Prime Minister Viktor Orbán’s statement following the summit of the prime ministers of the Visegrád Group countries and the Chancellor of Germany

Good afternoon,

We have just concluded positive and honest talks. This in because shared historic success will always override present disputes. And here we have a historic success – and a sizeable one –because thirty years ago Germany was still divided in two, and Europe was also divided in two; but today both Germany and Europe are reunified. Indeed in my opinion, our meeting here today was between the European Union’s core states. One can argue over who – what countries – form the core of Europe. One can answer this question based on historic privilege, but I believe that the core of Europe is constituted by those countries which are outstanding in terms of their performance. And if we look at government debt, budget deficits, exports, unemployment rates, banking systems and structural reforms, then the core states of the European Union are present here today: today the V4 countries – particularly in cooperation with Germany – are the engine of Europe’s economic growth. Of course there are differences of opinion, but we all agree that we want a strong Europe, and that we want to work for this in the future.

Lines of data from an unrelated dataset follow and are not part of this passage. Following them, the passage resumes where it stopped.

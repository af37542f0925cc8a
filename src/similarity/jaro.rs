//! Jaro and Jaro-Winkler similarity.
//!
//! # Jaro
//!
//! Two characters match when they are equal and no farther apart than the
//! match window:
//!
//! ```text
//! window = max(0, floor(max(|a|, |b|) / 2) - 1)
//! ```
//!
//! Each character of `a` claims the first unclaimed equal character of `b`
//! inside its window. With `m` matches and `t` half-transpositions (matched
//! characters that disagree when both sides are read in order):
//!
//! ```text
//! jaro = wa·m/|a| + wb·m/|b| + wt·(m - floor(t/2))/m
//! ```
//!
//! with `wa = wb = wt = 1/3` by default.
//!
//! # Jaro-Winkler
//!
//! Boosts scores above a threshold (0.7) by the length `p` of the common
//! prefix, capped at 4 characters:
//!
//! ```text
//! jw = jaro + 0.1 · p · (1 - jaro)
//! ```
//!
//! Strings are compared by Unicode scalar value. An empty string is
//! completely dissimilar to everything, itself included.
//!
//! # References
//!
//! Winkler, W. E. (1990). "String Comparator Metrics and Enhanced Decision
//! Rules in the Fellegi-Sunter Model of Record Linkage."

use serde::{Deserialize, Serialize};

use super::traits::Similarity;

/// Default weight of the matched-fraction term for the first string.
pub const DEFAULT_WEIGHT_A: f64 = 1.0 / 3.0;
/// Default weight of the matched-fraction term for the second string.
pub const DEFAULT_WEIGHT_B: f64 = 1.0 / 3.0;
/// Default weight of the transposition term.
pub const DEFAULT_WEIGHT_TRANSPOSITION: f64 = 1.0 / 3.0;
/// Default number of leading characters inspected for the Winkler boost.
pub const DEFAULT_PREFIX_LIMIT: usize = 4;
/// Default Winkler scaling factor.
pub const DEFAULT_SCALING_FACTOR: f64 = 0.1;
/// Jaro score a pair must exceed before the Winkler boost applies.
pub const DEFAULT_BOOST_THRESHOLD: f64 = 0.7;

/// Term weights for the Jaro formula.
#[derive(Debug, Clone, Copy, PartialEq, Serialize, Deserialize)]
#[serde(default)]
pub struct JaroWeights {
    /// Weight of `m / |a|`.
    pub a: f64,
    /// Weight of `m / |b|`.
    pub b: f64,
    /// Weight of `(m - t) / m`.
    pub transposition: f64,
}

impl Default for JaroWeights {
    fn default() -> Self {
        Self {
            a: DEFAULT_WEIGHT_A,
            b: DEFAULT_WEIGHT_B,
            transposition: DEFAULT_WEIGHT_TRANSPOSITION,
        }
    }
}

/// Prefix-boost parameters for Jaro-Winkler.
#[derive(Debug, Clone, Copy, PartialEq, Serialize, Deserialize)]
#[serde(default)]
pub struct WinklerParams {
    /// Maximum common-prefix length that earns a boost.
    pub prefix_limit: usize,
    /// Boost per prefix character.
    pub scaling_factor: f64,
    /// Jaro score that must be exceeded for the boost to apply.
    pub boost_threshold: f64,
}

impl Default for WinklerParams {
    fn default() -> Self {
        Self {
            prefix_limit: DEFAULT_PREFIX_LIMIT,
            scaling_factor: DEFAULT_SCALING_FACTOR,
            boost_threshold: DEFAULT_BOOST_THRESHOLD,
        }
    }
}

/// Jaro similarity.
#[derive(Debug, Clone, Copy, Default, PartialEq)]
pub struct Jaro {
    weights: JaroWeights,
}

impl Jaro {
    /// Jaro with the standard 1/3 weights.
    pub fn new() -> Self {
        Self::default()
    }

    /// Set term weights.
    pub fn with_weights(mut self, weights: JaroWeights) -> Self {
        self.weights = weights;
        self
    }

    /// Score two strings.
    pub fn score(&self, a: &str, b: &str) -> f64 {
        let a: Vec<char> = a.chars().collect();
        let b: Vec<char> = b.chars().collect();
        jaro_chars(&self.weights, &a, &b)
    }
}

impl<T: AsRef<str> + ?Sized> Similarity<T> for Jaro {
    fn similarity(&self, a: &T, b: &T) -> f64 {
        self.score(a.as_ref(), b.as_ref())
    }
}

/// Jaro-Winkler similarity.
#[derive(Debug, Clone, Copy, Default, PartialEq)]
pub struct JaroWinkler {
    weights: JaroWeights,
    params: WinklerParams,
}

impl JaroWinkler {
    /// Jaro-Winkler with standard parameters.
    pub fn new() -> Self {
        Self::default()
    }

    /// Set the underlying Jaro term weights.
    pub fn with_weights(mut self, weights: JaroWeights) -> Self {
        self.weights = weights;
        self
    }

    /// Set the prefix-boost parameters.
    pub fn with_params(mut self, params: WinklerParams) -> Self {
        self.params = params;
        self
    }

    /// Score two strings.
    pub fn score(&self, a: &str, b: &str) -> f64 {
        let a: Vec<char> = a.chars().collect();
        let b: Vec<char> = b.chars().collect();

        let d = jaro_chars(&self.weights, &a, &b);
        if d <= self.params.boost_threshold {
            return d;
        }

        let prefix = a
            .iter()
            .zip(b.iter())
            .take(self.params.prefix_limit)
            .take_while(|(x, y)| x == y)
            .count();

        d + self.params.scaling_factor * prefix as f64 * (1.0 - d)
    }
}

impl<T: AsRef<str> + ?Sized> Similarity<T> for JaroWinkler {
    fn similarity(&self, a: &T, b: &T) -> f64 {
        self.score(a.as_ref(), b.as_ref())
    }
}

/// Jaro similarity with default weights.
pub fn jaro(a: &str, b: &str) -> f64 {
    Jaro::new().score(a, b)
}

/// Jaro-Winkler similarity with default parameters.
pub fn jaro_winkler(a: &str, b: &str) -> f64 {
    JaroWinkler::new().score(a, b)
}

fn jaro_chars(weights: &JaroWeights, a: &[char], b: &[char]) -> f64 {
    let (len_a, len_b) = (a.len(), b.len());
    if len_a == 0 || len_b == 0 {
        return 0.0;
    }

    let window = (len_a.max(len_b) / 2).saturating_sub(1);

    let mut a_matched = vec![false; len_a];
    let mut b_matched = vec![false; len_b];
    let mut matches = 0usize;

    for (i, ca) in a.iter().enumerate() {
        let start = i.saturating_sub(window);
        if start >= len_b {
            // Every later window starts past the end of `b` too.
            break;
        }
        let end = (i + window + 1).min(len_b);

        if let Some(j) = (start..end).find(|&j| !b_matched[j] && b[j] == *ca) {
            a_matched[i] = true;
            b_matched[j] = true;
            matches += 1;
        }
    }

    if matches == 0 {
        return 0.0;
    }

    let a_seq = a.iter().zip(&a_matched).filter(|(_, &m)| m).map(|(c, _)| c);
    let b_seq = b.iter().zip(&b_matched).filter(|(_, &m)| m).map(|(c, _)| c);
    let transpositions = a_seq.zip(b_seq).filter(|(x, y)| x != y).count();

    let m = matches as f64;
    weights.a * m / len_a as f64
        + weights.b * m / len_b as f64
        + weights.transposition * (m - (transpositions / 2) as f64) / m
}

#[cfg(test)]
mod tests {
    use super::*;
    use proptest::prelude::*;

    fn assert_close(actual: f64, expected: f64) {
        assert!(
            (actual - expected).abs() < 5e-7,
            "expected {expected}, got {actual}"
        );
    }

    #[test]
    fn test_reference_fixtures() {
        assert_close(jaro("MARTHA", "MARHTA"), 0.944444);
        assert_close(jaro_winkler("MARTHA", "MARHTA"), 0.961111);
        assert_close(jaro("DWAYNE", "DUANE"), 0.822222);
        assert_close(jaro_winkler("DWAYNE", "DUANE"), 0.84);
        assert_close(jaro("DIXON", "DICKSONX"), 0.766667);
        assert_close(jaro_winkler("DIXON", "DICKSONX"), 0.813333);
    }

    #[test]
    fn test_identical_strings() {
        assert_eq!(jaro("cat", "cat"), 1.0);
        assert_eq!(jaro_winkler("cat", "cat"), 1.0);
    }

    #[test]
    fn test_empty_strings_are_dissimilar() {
        assert_eq!(jaro("", ""), 0.0);
        assert_eq!(jaro("", "abc"), 0.0);
        assert_eq!(jaro("abc", ""), 0.0);
        assert_eq!(jaro_winkler("", ""), 0.0);
    }

    #[test]
    fn test_no_common_characters() {
        assert_eq!(jaro("cat", "dog"), 0.0);
        assert_eq!(jaro_winkler("abc", "xyz"), 0.0);
    }

    #[test]
    fn test_matches_outside_window_are_ignored() {
        // window = 5/2 - 1 = 1; the 'a' at index 0 of "abcde" can only reach
        // indices 0..2 of "xxxxa".
        assert_eq!(jaro("abcde", "xxxxa"), 0.0);
    }

    #[test]
    fn test_no_boost_below_threshold() {
        // jaro("cat", "hat") = 7/9 which is above 0.7, but there is no
        // common prefix, so the score is unchanged.
        assert_eq!(jaro_winkler("cat", "hat"), jaro("cat", "hat"));

        let strict = JaroWinkler::new().with_params(WinklerParams {
            boost_threshold: 0.99,
            ..WinklerParams::default()
        });
        assert_eq!(strict.score("MARTHA", "MARHTA"), jaro("MARTHA", "MARHTA"));
    }

    #[test]
    fn test_prefix_limit_bounds_boost() {
        let d = jaro("abcdefgh", "abcdefgx");
        let expected = d + 0.1 * 4.0 * (1.0 - d);
        assert_close(jaro_winkler("abcdefgh", "abcdefgx"), expected);

        let two = JaroWinkler::new().with_params(WinklerParams {
            prefix_limit: 2,
            ..WinklerParams::default()
        });
        assert_close(two.score("abcdefgh", "abcdefgx"), d + 0.1 * 2.0 * (1.0 - d));
    }

    #[test]
    fn test_custom_weights() {
        let only_a = Jaro::new().with_weights(JaroWeights {
            a: 1.0,
            b: 0.0,
            transposition: 0.0,
        });
        // 4 of 5 characters of "DIXON" match.
        assert_close(only_a.score("DIXON", "DICKSONX"), 0.8);
    }

    #[test]
    fn test_similarity_trait_on_owned_strings() {
        let a = "DWAYNE".to_string();
        let b = "DUANE".to_string();
        assert_eq!(JaroWinkler::new().similarity(&a, &b), jaro_winkler("DWAYNE", "DUANE"));
        assert_eq!(Jaro::new().similarity("DWAYNE", "DUANE"), jaro("DWAYNE", "DUANE"));
    }

    #[test]
    fn test_multibyte_characters_count_as_one() {
        assert_eq!(jaro("héllo", "héllo"), 1.0);
        assert_close(jaro("naïve", "naive"), jaro("naXve", "naive"));
    }

    proptest! {
        #[test]
        fn jaro_is_commutative(a in "[a-d]{0,12}", b in "[a-d]{0,12}") {
            prop_assert_eq!(jaro(&a, &b), jaro(&b, &a));
            prop_assert_eq!(jaro_winkler(&a, &b), jaro_winkler(&b, &a));
        }

        #[test]
        fn scores_are_bounded(a in ".{0,16}", b in ".{0,16}") {
            let d = jaro(&a, &b);
            let jw = jaro_winkler(&a, &b);
            prop_assert!((0.0..=1.0 + 1e-12).contains(&d));
            prop_assert!((0.0..=1.0 + 1e-12).contains(&jw));
            prop_assert!(jw >= d);
        }

        #[test]
        fn nonempty_self_similarity_is_one(a in ".{1,16}") {
            prop_assert!((jaro(&a, &a) - 1.0).abs() < 1e-12);
        }
    }
}
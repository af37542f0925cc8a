//! Stateful clustering over a fixed item set.
//!
//! [`ClusterEngine`] owns its items and the [`PairwiseCache`] built over
//! them at construction. Results are only readable once [`cluster`] has
//! run; before that every accessor fails with [`Error::NotReady`].
//!
//! ```rust
//! use strcluster::{ClusterEngine, Error};
//!
//! let items = vec!["cat".to_string(), "hat".to_string(), "dog".to_string()];
//! let mut engine = ClusterEngine::new(2, items);
//! assert_eq!(engine.as_text(), Err(Error::NotReady));
//!
//! let grouping = engine.cluster().unwrap();
//! assert_eq!(grouping.n_groups(), 2);
//! assert!(engine.as_text().unwrap().starts_with("Group 0:\n"));
//! ```
//!
//! [`cluster`]: ClusterEngine::cluster

use std::fmt;
use std::hash::Hash;

use rand::Rng;

use super::grouping::Grouping;
use super::kmedoids::KMedoids;
use crate::cache::{InMemoryStore, PairwiseCache, SimilarityStore};
use crate::config::ClusterConfig;
use crate::error::{Error, Result};
use crate::similarity::{JaroWinkler, Similarity, StringMetric};

/// Where an engine is in its lifecycle.
#[derive(Debug, Clone, PartialEq)]
pub enum Phase<T> {
    /// No result yet.
    Unclustered,
    /// A result from the latest successful run.
    Clustered(Grouping<T>),
}

/// k-medoids engine with a cache built once over its items.
#[derive(Debug)]
pub struct ClusterEngine<T, S = JaroWinkler, St = InMemoryStore<T>> {
    model: KMedoids<S>,
    items: Vec<T>,
    cache: PairwiseCache<T, St>,
    phase: Phase<T>,
}

impl ClusterEngine<String> {
    /// Engine grouping `items` into `k` groups under Jaro-Winkler.
    pub fn new(k: usize, items: Vec<String>) -> Self {
        Self::with_model(KMedoids::new(k), items)
    }
}

impl ClusterEngine<String, StringMetric> {
    /// Engine configured from a [`ClusterConfig`].
    pub fn from_config(config: &ClusterConfig, items: Vec<String>) -> Result<Self> {
        Ok(Self::with_model(KMedoids::from_config(config)?, items))
    }
}

impl<T, S> ClusterEngine<T, S>
where
    T: Eq + Hash + Clone + Sync,
    S: Similarity<T> + Sync,
{
    /// Engine running `model` over `items` with an in-memory cache.
    pub fn with_model(model: KMedoids<S>, items: Vec<T>) -> Self {
        Self::with_store(model, items, InMemoryStore::new())
    }
}

impl<T, S, St> ClusterEngine<T, S, St>
where
    T: Eq + Hash + Clone + Sync,
    S: Similarity<T> + Sync,
    St: SimilarityStore<T> + Sync,
{
    /// Engine running `model` over `items`, caching similarities in `store`.
    pub fn with_store(model: KMedoids<S>, items: Vec<T>, store: St) -> Self {
        let cache = PairwiseCache::with_store(&items, model.similarity(), store);
        Self {
            model,
            items,
            cache,
            phase: Phase::Unclustered,
        }
    }

    /// Run k-medoids, drawing initial medoids from the model's seed.
    ///
    /// On failure the previous phase is left untouched.
    pub fn cluster(&mut self) -> Result<&Grouping<T>> {
        let mut rng = self.model.rng();
        self.cluster_with_rng(&mut rng)
    }

    /// Run k-medoids, drawing initial medoids from `rng`.
    pub fn cluster_with_rng<R: Rng + ?Sized>(&mut self, rng: &mut R) -> Result<&Grouping<T>> {
        let grouping = self.model.fit_cached(&self.items, &self.cache, rng)?;
        self.phase = Phase::Clustered(grouping);
        self.result()
    }

    /// Run k-medoids from the medoids at the `initial` item indices.
    pub fn cluster_from_medoids(&mut self, initial: &[usize]) -> Result<&Grouping<T>> {
        let grouping = self
            .model
            .fit_cached_from(&self.items, &self.cache, initial)?;
        self.phase = Phase::Clustered(grouping);
        self.result()
    }
}

impl<T, S, St> ClusterEngine<T, S, St> {
    /// The latest result.
    pub fn result(&self) -> Result<&Grouping<T>> {
        match &self.phase {
            Phase::Clustered(grouping) => Ok(grouping),
            Phase::Unclustered => Err(Error::NotReady),
        }
    }

    /// Current lifecycle phase.
    pub fn phase(&self) -> &Phase<T> {
        &self.phase
    }

    /// Whether a result is available.
    pub fn is_clustered(&self) -> bool {
        matches!(self.phase, Phase::Clustered(_))
    }

    /// Items being clustered, in input order.
    pub fn items(&self) -> &[T] {
        &self.items
    }

    /// The similarity cache.
    pub fn cache(&self) -> &PairwiseCache<T, St> {
        &self.cache
    }

    /// The clustering model.
    pub fn model(&self) -> &KMedoids<S> {
        &self.model
    }
}

impl<T: fmt::Display, S, St> ClusterEngine<T, S, St> {
    /// The latest result rendered as text.
    pub fn as_text(&self) -> Result<String> {
        Ok(self.result()?.to_text())
    }

    /// The latest result rendered as CSV.
    pub fn as_csv(&self) -> Result<String> {
        Ok(self.result()?.to_csv())
    }
}
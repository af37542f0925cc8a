//! String similarity measures.
//!
//! Every measure here is a *similarity*: `1.0` is identical, `0.0` is
//! maximally dissimilar. The clustering engine assigns items to the medoid
//! with the highest score, so plugging in a distance (where smaller is
//! closer) silently inverts the result.
//!
//! ## Measures
//!
//! | Measure | Good for |
//! |---------|----------|
//! | [`Jaro`] | Short strings, typos, transpositions |
//! | [`JaroWinkler`] | Names and identifiers that share prefixes |
//!
//! Any `Fn(&T, &T) -> f64` is also a [`Similarity`], so custom measures can
//! be passed as closures.
//!
//! ```rust
//! use strcluster::similarity::{jaro, jaro_winkler};
//!
//! assert!((jaro("MARTHA", "MARHTA") - 0.944444).abs() < 1e-6);
//! assert!((jaro_winkler("MARTHA", "MARHTA") - 0.961111).abs() < 1e-6);
//! assert_eq!(jaro("", ""), 0.0);
//! ```

mod jaro;
mod traits;

pub use jaro::{
    jaro, jaro_winkler, Jaro, JaroWeights, JaroWinkler, WinklerParams, DEFAULT_BOOST_THRESHOLD,
    DEFAULT_PREFIX_LIMIT, DEFAULT_SCALING_FACTOR, DEFAULT_WEIGHT_A, DEFAULT_WEIGHT_B,
    DEFAULT_WEIGHT_TRANSPOSITION,
};
pub use traits::Similarity;

/// A string measure selected at runtime, e.g. from configuration.
#[derive(Debug, Clone, Copy, PartialEq)]
pub enum StringMetric {
    /// Plain Jaro.
    Jaro(Jaro),
    /// Jaro-Winkler.
    JaroWinkler(JaroWinkler),
}

impl Default for StringMetric {
    fn default() -> Self {
        StringMetric::JaroWinkler(JaroWinkler::default())
    }
}

impl<T: AsRef<str> + ?Sized> Similarity<T> for StringMetric {
    fn similarity(&self, a: &T, b: &T) -> f64 {
        match self {
            StringMetric::Jaro(m) => m.similarity(a, b),
            StringMetric::JaroWinkler(m) => m.similarity(a, b),
        }
    }
}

Looking forward to the months ahead of us, we cannot know – or at least I don’t know – what the European Union will be like after the European Parliament elections in May. Of one thing, however, I am certain: it will not be the same as it has been up to now. The European Union will change, and the direction in which it will change will be decided by the citizens of Europe. The European Union’s character and its direction of progress – assuming we want a democratic European Union, and that is what we want – may only be decided by its citizens. One can argue about different kinds of democracy – liberal, illiberal, or indeed Christian – but there is no doubt that what cannot be left out of the formula for democracy is the demos. If we were to disregard the will of European citizens, we would not be building a European Union, but an empire, and we would find ourselves returned to our starting point of three decades ago; thirty years ago we rose up against being forced to follow orders issued from a centre of imperial power. We are glad that we have freed ourselves of all that, and we don’t want to return to it. Therefore I suggested – and I state it now – that we should postpone all major decisions that affect the future of Europe until after the elections to the European Parliament: until after the decision of the citizens of Europe. Following that we should continue the cooperation between the V4 and Germany – which, I repeat, is characterised by a positive intent, a positive orientation and an honest tone.

Thank you for the opportunity of attending this meeting.